Trois fois plus de profils métiers

Le Service Francophone des métiers et des qualifications (SFMQ) a pour mission d’élaborer les profils de métiers traduisant une certaine réalité économique (référentiel commun pour l’entreprise, l’apprenant, l’opérateur de formation, …). Leurs productions seront triplées chaque année : 30 nouveaux profils prévus en 2015, 35 en 2016 et 40 en 2017 pour atteindre 150 profils en 2017 contre 15 par an actuellement.

Ces profils sont annonciateurs de la généralisation de la certification par unités (CPU), actuellement en application dans 4 sections (esthétique, coiffure, mécanicien d’entretien automobile et mécanicien polyvalent automobile). La formation est harmonisée, divisée en unités, ce qui permet à l’apprenant de faire valider ces différentes unités dans n’importe quel organisme de formation. Ainsi, déclare Joëlle Milquet, « Si un jeune qui a fait quatre modules de formation en électricité devient demandeur d’emploi, il pourra reprendre sa formation là où il l’a arrêtée auprès d’un autre opérateur ».[3]

Ce mécanisme met, une fois de plus, en avant la formation tout au long de la vie. Chaque apprenant sera responsable de sa formation et responsable également du fait qu’il ne trouve pas de travail car c’est à lui de gérer son capital humain.

La Certification

Toujours dans la même logique, les opérateurs de formation (enseignement obligatoire, Ifapme, Sfpme, Forem,…) mettront en œuvre les UAA (Unités d’Acquis d’Apprentissage) inscrits dans les profils de formation du SFMQ afin d’harmoniser le parcours de formation tant aux niveaux régional, communautaire, fédéral qu’européen. Ce cadre francophone des certifications (CFC) pour l’éducation et la formation tout au long de la vie (encore elle !) individualisera complètement la formation et accentuera encore la compétitivité des travailleurs sur le marché de l’emploi.

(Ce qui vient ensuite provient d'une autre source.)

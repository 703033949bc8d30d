//! Query-string decoding.

use std::collections::BTreeMap;
use url::form_urlencoded;

use crate::routing::value::ScalarValue;

/// Decoded query parameters, keyed by name.
pub type QueryMap = BTreeMap<String, ScalarValue>;

/// Decode `a=1&b=x` into typed scalars.
///
/// Pairs without exactly one `=` are dropped. Keys and values are
/// percent-decoded before the literal-parse rule is applied to the value.
/// A repeated key keeps its last value.
pub fn decode(query: &str) -> QueryMap {
    let mut queries = QueryMap::new();
    for pair in query.split('&') {
        if pair.matches('=').count() != 1 {
            continue;
        }
        let Some((key, value)) = form_urlencoded::parse(pair.as_bytes()).next() else {
            continue;
        };
        queries.insert(key.into_owned(), ScalarValue::parse_literal(&value));
    }
    queries
}

/// Split a raw request target into its path and optional query string.
pub fn split_path_and_query(raw_path: &str) -> (&str, Option<&str>) {
    match raw_path.split_once('?') {
        Some((path, query)) => (path, Some(query)),
        None => (raw_path, None),
    }
}

#[cfg(test)]
mod tests {
    use super::*;

    #[test]
    fn test_decode_typed_values() {
        let q = decode("id=5&ratio=0.5&flag=true&none=None&name=bob");
        assert_eq!(q.len(), 5);
        assert_eq!(q["id"], ScalarValue::Integer(5));
        assert_eq!(q["ratio"], ScalarValue::Float(0.5));
        assert_eq!(q["flag"], ScalarValue::Boolean(true));
        assert_eq!(q["none"], ScalarValue::Null);
        assert_eq!(q["name"], ScalarValue::String("bob".into()));
    }

    #[test]
    fn test_decode_drops_malformed_pairs() {
        let q = decode("a=1&b&c=1=2&&d=");
        assert_eq!(q.len(), 2);
        assert_eq!(q["a"], ScalarValue::Integer(1));
        assert_eq!(q["d"], ScalarValue::String(String::new()));
        assert!(decode("").is_empty());
    }

    #[test]
    fn test_decode_percent_encoding() {
        let q = decode("greeting=hello%20world&plus=a+b");
        assert_eq!(q["greeting"], ScalarValue::String("hello world".into()));
        assert_eq!(q["plus"], ScalarValue::String("a b".into()));
    }

    #[test]
    fn test_split_path_and_query() {
        assert_eq!(split_path_and_query("/a/b?x=1"), ("/a/b", Some("x=1")));
        assert_eq!(split_path_and_query("/a/b"), ("/a/b", None));
        assert_eq!(split_path_and_query("/a?x=1?y"), ("/a", Some("x=1?y")));
    }
}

De nouvelles conventions sectorielles

Depuis fin 2014, de nombreuses rencontres ont eu lieu entre chacun des Ministres de l’Éducation, de la Formation et de l’Emploi et les différentes fédérations sectorielles dans le but de renforcer les synergies enseignement – entreprises. Ainsi, ce 6 février, des conventions ont été signées avec les représentants du secteur de la coiffure afin « d’améliorer encore la qualité des formations proposées dans l’enseignement qualifiant, en les rapprochant au maximum des processus techniques et organisationnels des entreprises dans lesquelles ces élèves seront amenés à travailler à la fin de leur parcours scolaire ».[4] Ce n’est qu’un premier pas car des accords de ce genre sont annoncés avec les secteurs de l’agro-alimentaire, du bois, de la chimie et pharma et de l’esthétique.

Ces différentes conventions permettront de généraliser les stages en entreprises et par là même la formation en alternance, la formation des enseignants en entreprise,…

Une voie royale est dès lors tracée pour le monde de l’entreprise qui rêvait depuis longtemps de piloter l’enseignement et de façonner la main d’œuvre dont il a besoin. L’état, quant à lui, peut ainsi se décharger d’une mission qu’il pourra progressivement déléguer au secteur privé.

 

[1] Pacte pour un Enseignement d’Excellence, p.43.

[2] Ibidem

[3] La Libre Belgique, jeudi 26 février 2015, p.10.